These studies considered the five most prevalent norm-referenced achievement 
test batteries used in Nebraska school districts to measure the alignment of test items to 
content standards in language arts. Within each test battery, sub-tests were selected that 
were expected to have relevant items for inclusion in the study. Sub-tests including 
vocabulary, language mechanics, or reading comprehension were used for language arts. 

The guiding principle behind examining the alignment of norm-referenced test 
items to Nebraska’s content standards is that it may be possible for these tests to provide 
limited information to the state on student performance on content standards.
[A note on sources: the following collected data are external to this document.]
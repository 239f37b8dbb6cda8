//! Command handlers: one module per subcommand.

pub mod config;
pub mod delete;
pub mod fetch;
pub mod instance;
pub mod reconcile;
pub mod schedule;
pub mod version;
//! Application services: instance reconciliation use cases.
//!
//! Each service module composes domain rules with port trait calls. Services
//! import only from `crate::domain` and `crate::application::ports`, never
//! from `crate::infra` or `crate::commands`.

pub mod deletion;
pub mod discovery;
pub mod instance_state;
pub mod schedule;
pub mod tasks;


/// What a single-record transaction did.
#[derive(Debug, Clone, Copy, PartialEq, Eq)]
pub enum Mutation {
    /// The record does not exist; nothing was written.
    Missing,
    /// The record already had the requested state.
    Unchanged,
    /// The record was written.
    Updated,
}

impl Mutation {
    #[must_use]
    pub fn as_str(self) -> &'static str {
        match self {
            Self::Missing => "missing",
            Self::Unchanged => "unchanged",
            Self::Updated => "updated",
        }
    }
}
//! Domain layer: pure business logic, types, and validation.
//!
//! This module has zero imports from `crate::infra`, `crate::commands`,
//! `crate::application`, `tokio`, `std::fs`, or `std::net`.
//! All functions are synchronous and take data in, returning data out.

pub mod config;
pub mod drain;
pub mod error;

pub use config::ReconcilerConfig;
pub use drain::{awaits_drained_deletion, awaits_pending_deletion, drained_managers, is_drained};
pub use error::{ComputeError, ConfigError, StoreError};
//! Instance lifecycle through the scan passes and the task queue:
//! discovery, then deletion of marked and drained instances.

#![allow(clippy::expect_used, clippy::unwrap_used)]

use gce_backend::application::ports::{ComputeApi, EntityStore, EventSink};
use gce_backend::application::services::{Mutation, instance_state, schedule, tasks};
use gce_backend::domain::config::{DiscoveryConfig, DispatcherConfig};
use gce_backend::infra::dispatcher::{DrainReport, QueueDispatcher};
use gce_backend::infra::file_store::JsonFileStore;
use gce_backend::infra::memory_store::MemoryStore;
use gce_backend_common::{
    Instance, InstanceGroupManager, InstanceKey, InstanceTemplate, MachineEvent,
};

use crate::helpers::{CannedCompute, RecordingEvents, chain, instance_url, manager_key};

fn dispatcher(max_attempts: u32) -> QueueDispatcher {
    QueueDispatcher::new(DispatcherConfig {
        concurrency: 4,
        max_attempts,
        retry_delay_ms: 10,
    })
}

async fn drain(
    dispatcher: &QueueDispatcher,
    store: &impl EntityStore,
    compute: &impl ComputeApi,
    events: &impl EventSink,
) -> DrainReport {
    let discovery = DiscoveryConfig::default();
    let discovery = &discovery;
    dispatcher
        .drain(move |task| async move {
            tasks::execute(store, compute, events, discovery, &task).await
        })
        .await
}

async fn seeded_store() -> MemoryStore {
    let store = MemoryStore::new();
    let (template, revision, manager) = chain();
    store.put(&template).await.unwrap();
    store.put(&revision).await.unwrap();
    store.put(&manager).await.unwrap();
    store
}

fn key(name: &str) -> InstanceKey {
    manager_key().instance(name).unwrap()
}

async fn load(store: &impl EntityStore, name: &str) -> Instance {
    store.get(&key(name)).await.unwrap().expect("instance exists")
}

#[tokio::test]
async fn fetch_pass_records_discovered_instances() {
    let store = seeded_store().await;
    let compute = CannedCompute::listing(&["base-rev-a", "base-rev-b"]);
    let events = RecordingEvents::default();
    let queue = dispatcher(3);

    let enqueued = schedule::schedule_fetch(&store, &queue).await.unwrap();
    assert_eq!(enqueued, 1);
    let report = drain(&queue, &store, &compute, &events).await;
    assert_eq!(report.succeeded, 1);

    let manager: InstanceGroupManager = store.get(&manager_key()).await.unwrap().unwrap();
    let mut listed = manager.instances.clone();
    listed.sort();
    assert_eq!(listed, vec![key("base-rev-a"), key("base-rev-b")]);

    let a = load(&store, "base-rev-a").await;
    assert_eq!(a.url.as_deref(), Some(instance_url("base-rev-a").as_str()));
    assert_eq!(a.hostname, "base-rev-a");
    assert_eq!(a.instance_group_manager, manager_key());
    assert!(!a.cataloged);
    assert_eq!(events.count(MachineEvent::Created), 2);
}

#[tokio::test]
async fn repeated_fetch_pass_is_idempotent() {
    let store = seeded_store().await;
    let compute = CannedCompute::listing(&["base-rev-a"]);
    let events = RecordingEvents::default();
    let queue = dispatcher(3);

    for _ in 0..2 {
        schedule::schedule_fetch(&store, &queue).await.unwrap();
        drain(&queue, &store, &compute, &events).await;
    }
    assert_eq!(events.count(MachineEvent::Created), 1);
}

#[tokio::test]
async fn marked_instance_is_deleted_once() {
    let store = seeded_store().await;
    let compute = CannedCompute::listing(&["base-rev-a", "base-rev-b"]);
    let events = RecordingEvents::default();
    let queue = dispatcher(3);
    schedule::schedule_fetch(&store, &queue).await.unwrap();
    drain(&queue, &store, &compute, &events).await;

    let outcome = instance_state::mark_for_deletion(&store, &events, &key("base-rev-a"))
        .await
        .unwrap();
    assert_eq!(outcome, Mutation::Updated);

    assert_eq!(schedule::schedule_pending_deletion(&store, &queue).await.unwrap(), 1);
    let report = drain(&queue, &store, &compute, &events).await;
    assert_eq!(report.succeeded, 1);
    assert_eq!(compute.deleted_urls(), vec![instance_url("base-rev-a")]);
    assert!(load(&store, "base-rev-a").await.deletion_ts.is_some());
    assert!(load(&store, "base-rev-b").await.deletion_ts.is_none());
    assert_eq!(events.count(MachineEvent::DeletionProposed), 1);
    assert_eq!(events.count(MachineEvent::DeletionScheduled), 1);

    assert_eq!(schedule::schedule_pending_deletion(&store, &queue).await.unwrap(), 0);
}

#[tokio::test]
async fn drained_template_deletes_uncataloged_instances() {
    let store = seeded_store().await;
    let compute = CannedCompute::listing(&["base-rev-a", "base-rev-b"]);
    let events = RecordingEvents::default();
    let queue = dispatcher(3);
    schedule::schedule_fetch(&store, &queue).await.unwrap();
    drain(&queue, &store, &compute, &events).await;

    let mut cataloged = load(&store, "base-rev-b").await;
    cataloged.cataloged = true;
    store.put(&cataloged).await.unwrap();

    let template_key = manager_key().parent().parent().clone();
    let mut template: InstanceTemplate = store.get(&template_key).await.unwrap().unwrap();
    template.drained.insert(manager_key().parent().clone());
    store.put(&template).await.unwrap();

    assert_eq!(schedule::schedule_drained_deletion(&store, &queue).await.unwrap(), 1);
    drain(&queue, &store, &compute, &events).await;
    assert_eq!(compute.deleted_urls(), vec![instance_url("base-rev-a")]);
    assert!(load(&store, "base-rev-a").await.deletion_ts.is_some());
    assert!(load(&store, "base-rev-b").await.deletion_ts.is_none());
}

#[tokio::test]
async fn instance_already_gone_counts_as_deleted() {
    let store = seeded_store().await;
    let compute = CannedCompute::listing(&["base-rev-a"]).rejecting_deletes(400);
    let events = RecordingEvents::default();
    let queue = dispatcher(3);
    schedule::schedule_fetch(&store, &queue).await.unwrap();
    drain(&queue, &store, &compute, &events).await;
    instance_state::mark_for_deletion(&store, &events, &key("base-rev-a"))
        .await
        .unwrap();

    schedule::schedule_pending_deletion(&store, &queue).await.unwrap();
    let report = drain(&queue, &store, &compute, &events).await;
    assert_eq!(report.succeeded, 1);
    assert!(load(&store, "base-rev-a").await.deletion_ts.is_some());
    assert_eq!(events.count(MachineEvent::DeletionSucceeded), 1);
}

#[tokio::test]
async fn rejected_deletion_is_retried_then_dropped() {
    let store = seeded_store().await;
    let compute = CannedCompute::listing(&["base-rev-a"]).rejecting_deletes(503);
    let events = RecordingEvents::default();
    let queue = dispatcher(2);
    schedule::schedule_fetch(&store, &queue).await.unwrap();
    drain(&queue, &store, &compute, &events).await;
    instance_state::mark_for_deletion(&store, &events, &key("base-rev-a"))
        .await
        .unwrap();

    schedule::schedule_pending_deletion(&store, &queue).await.unwrap();
    let report = drain(&queue, &store, &compute, &events).await;
    assert_eq!(
        report,
        DrainReport {
            succeeded: 0,
            redelivered: 1,
            dropped: 1,
        }
    );
    assert_eq!(compute.deleted_urls().len(), 2);
    assert!(load(&store, "base-rev-a").await.deletion_ts.is_none());
}

#[tokio::test]
async fn failed_listing_leaves_instances_untouched() {
    let store = seeded_store().await;
    let events = RecordingEvents::default();
    let queue = dispatcher(1);
    schedule::schedule_fetch(&store, &queue).await.unwrap();
    drain(&queue, &store, &CannedCompute::listing(&["base-rev-a"]), &events).await;

    schedule::schedule_fetch(&store, &queue).await.unwrap();
    let report = drain(&queue, &store, &CannedCompute::failing(500), &events).await;
    assert_eq!(report.dropped, 1);
    let manager: InstanceGroupManager = store.get(&manager_key()).await.unwrap().unwrap();
    assert_eq!(manager.instances, vec![key("base-rev-a")]);
}

#[tokio::test]
async fn file_store_keeps_discovered_instances_across_reopen() {
    let dir = tempfile::tempdir().unwrap();
    let path = dir.path().join("store.json");
    {
        let store = JsonFileStore::open(path.clone()).await.unwrap();
        let (template, revision, manager) = chain();
        store.put(&template).await.unwrap();
        store.put(&revision).await.unwrap();
        store.put(&manager).await.unwrap();

        let compute = CannedCompute::listing(&["base-rev-a"]);
        let events = RecordingEvents::default();
        let queue = dispatcher(3);
        schedule::schedule_fetch(&store, &queue).await.unwrap();
        drain(&queue, &store, &compute, &events).await;
    }

    let reopened = JsonFileStore::open(path).await.unwrap();
    let instance = load(&reopened, "base-rev-a").await;
    assert_eq!(instance.hostname, "base-rev-a");
    let manager: InstanceGroupManager = reopened.get(&manager_key()).await.unwrap().unwrap();
    assert_eq!(manager.instances, vec![key("base-rev-a")]);
}
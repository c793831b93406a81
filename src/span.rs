use actix::dev::MessageResponse;
use actix::prelude::*;
use async_trait::async_trait;
use pin_project::pin_project;
use std::pin::Pin;
use std::task::{Context, Poll};
use tracing::Span;

/// Message with span used for trace logging
pub struct SpanMessage<I> {
    pub msg: I,
    pub span: Span,
}

impl<M> SpanMessage<M> {
    pub fn new(msg: M) -> Self {
        Self {
            msg,
            span: Span::current(),
        }
    }
}

impl<M, R: 'static> Message for SpanMessage<M>
where
    M: Message<Result = R>,
{
    type Result = R;
}

pub trait SpanHandler<M>
where
    Self: Actor,
    M: Message,
{
    /// The type of value that this handler will return.
    type Result: MessageResponse<Self, M>;

    /// This method is called for every message received by this actor.
    fn handle(&mut self, msg: M, ctx: &mut Self::Context, span: Span) -> Self::Result;
}

/// Handler without access to the actor. State is reached through
/// `actix_interop::with_ctx` while the returned future runs.
#[async_trait(?Send)]
pub trait AsyncSpanHandler<M>
where
    Self: Actor,
    M: Message,
{
    async fn handle(msg: M) -> <M as Message>::Result;
}

/// ActorFuture wrapper that enters span before polling future
#[pin_project]
pub struct ActorFutureSpanWrap<F> {
    #[pin]
    inner: F,
    span: Span,
}

impl<F> ActorFutureSpanWrap<F> {
    pub fn new(inner: F, span: Span) -> Self {
        Self { inner, span }
    }
}

impl<A, F> ActorFuture<A> for ActorFutureSpanWrap<F>
where
    A: Actor,
    F: ActorFuture<A>,
{
    type Output = F::Output;

    fn poll(
        self: Pin<&mut Self>,
        actor: &mut A,
        ctx: &mut A::Context,
        task: &mut Context<'_>,
    ) -> Poll<Self::Output> {
        let this = self.project();
        let _enter = this.span.enter();
        this.inner.poll(actor, ctx, task)
    }
}

#[macro_export]
macro_rules! span_message_impl {
    ($message_type:ident, $actor:ident) => {
        impl Handler<$crate::span::SpanMessage<$message_type>> for $actor {
            type Result = ResponseActFuture<Self, <$message_type as Message>::Result>;
            fn handle(
                &mut self,
                msg: $crate::span::SpanMessage<$message_type>,
                ctx: &mut Context<Self>,
            ) -> Self::Result {
                let $crate::span::SpanMessage { span, msg } = msg;
                let _enter = span.enter();
                tracing::trace!("Running wrapped span message handler");
                Box::pin($crate::span::ActorFutureSpanWrap::new(
                    <Self as $crate::span::SpanHandler<$message_type>>::handle(
                        self,
                        msg,
                        ctx,
                        span.clone(),
                    ),
                    span.clone(),
                ))
            }
        }
    };
}

#[macro_export]
macro_rules! message_handler_with_span {
    (impl SpanHandler<$M:ident> for $A:ident $t:tt) => {
        $crate::span_message_impl!($M, $A);
        impl $crate::span::SpanHandler<$M> for $A
            $t
    };
}

#[macro_export]
macro_rules! span_message_async_impl {
    ($message_type:ident, $actor:ident) => {
        impl Handler<$crate::span::SpanMessage<$message_type>> for $actor {
            type Result = ResponseActFuture<Self, <$message_type as Message>::Result>;
            fn handle(
                &mut self,
                msg: $crate::span::SpanMessage<$message_type>,
                _ctx: &mut Context<Self>,
            ) -> Self::Result {
                use actix_interop::FutureInterop;
                use tracing_futures::Instrument;

                let $crate::span::SpanMessage { span, msg } = msg;
                <Self as $crate::span::AsyncSpanHandler<$message_type>>::handle(msg)
                    .instrument(span)
                    .interop_actor_boxed(self)
            }
        }
    };
}

#[macro_export]
macro_rules! async_message_handler_with_span {
    (impl AsyncSpanHandler<$M:ident> for $A:ident $t:tt) => {
        $crate::span_message_async_impl!($M, $A);
        #[async_trait::async_trait(?Send)]
        impl $crate::span::AsyncSpanHandler<$M> for $A
            $t
    };
}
There was 
an expectation, though, that any single achievement test alone would probably not 
provide adequate coverage of the standards. Similar alignment studies in other states 
have been conducted using teachers or coders as judges that align test items to standards 
given a pre-determined rubric (Webb & Smithson, 1999; Wixson, Fisk, Dutro, & 
McDaniel, 1999). These studies focused primarily on single grade and content areas. 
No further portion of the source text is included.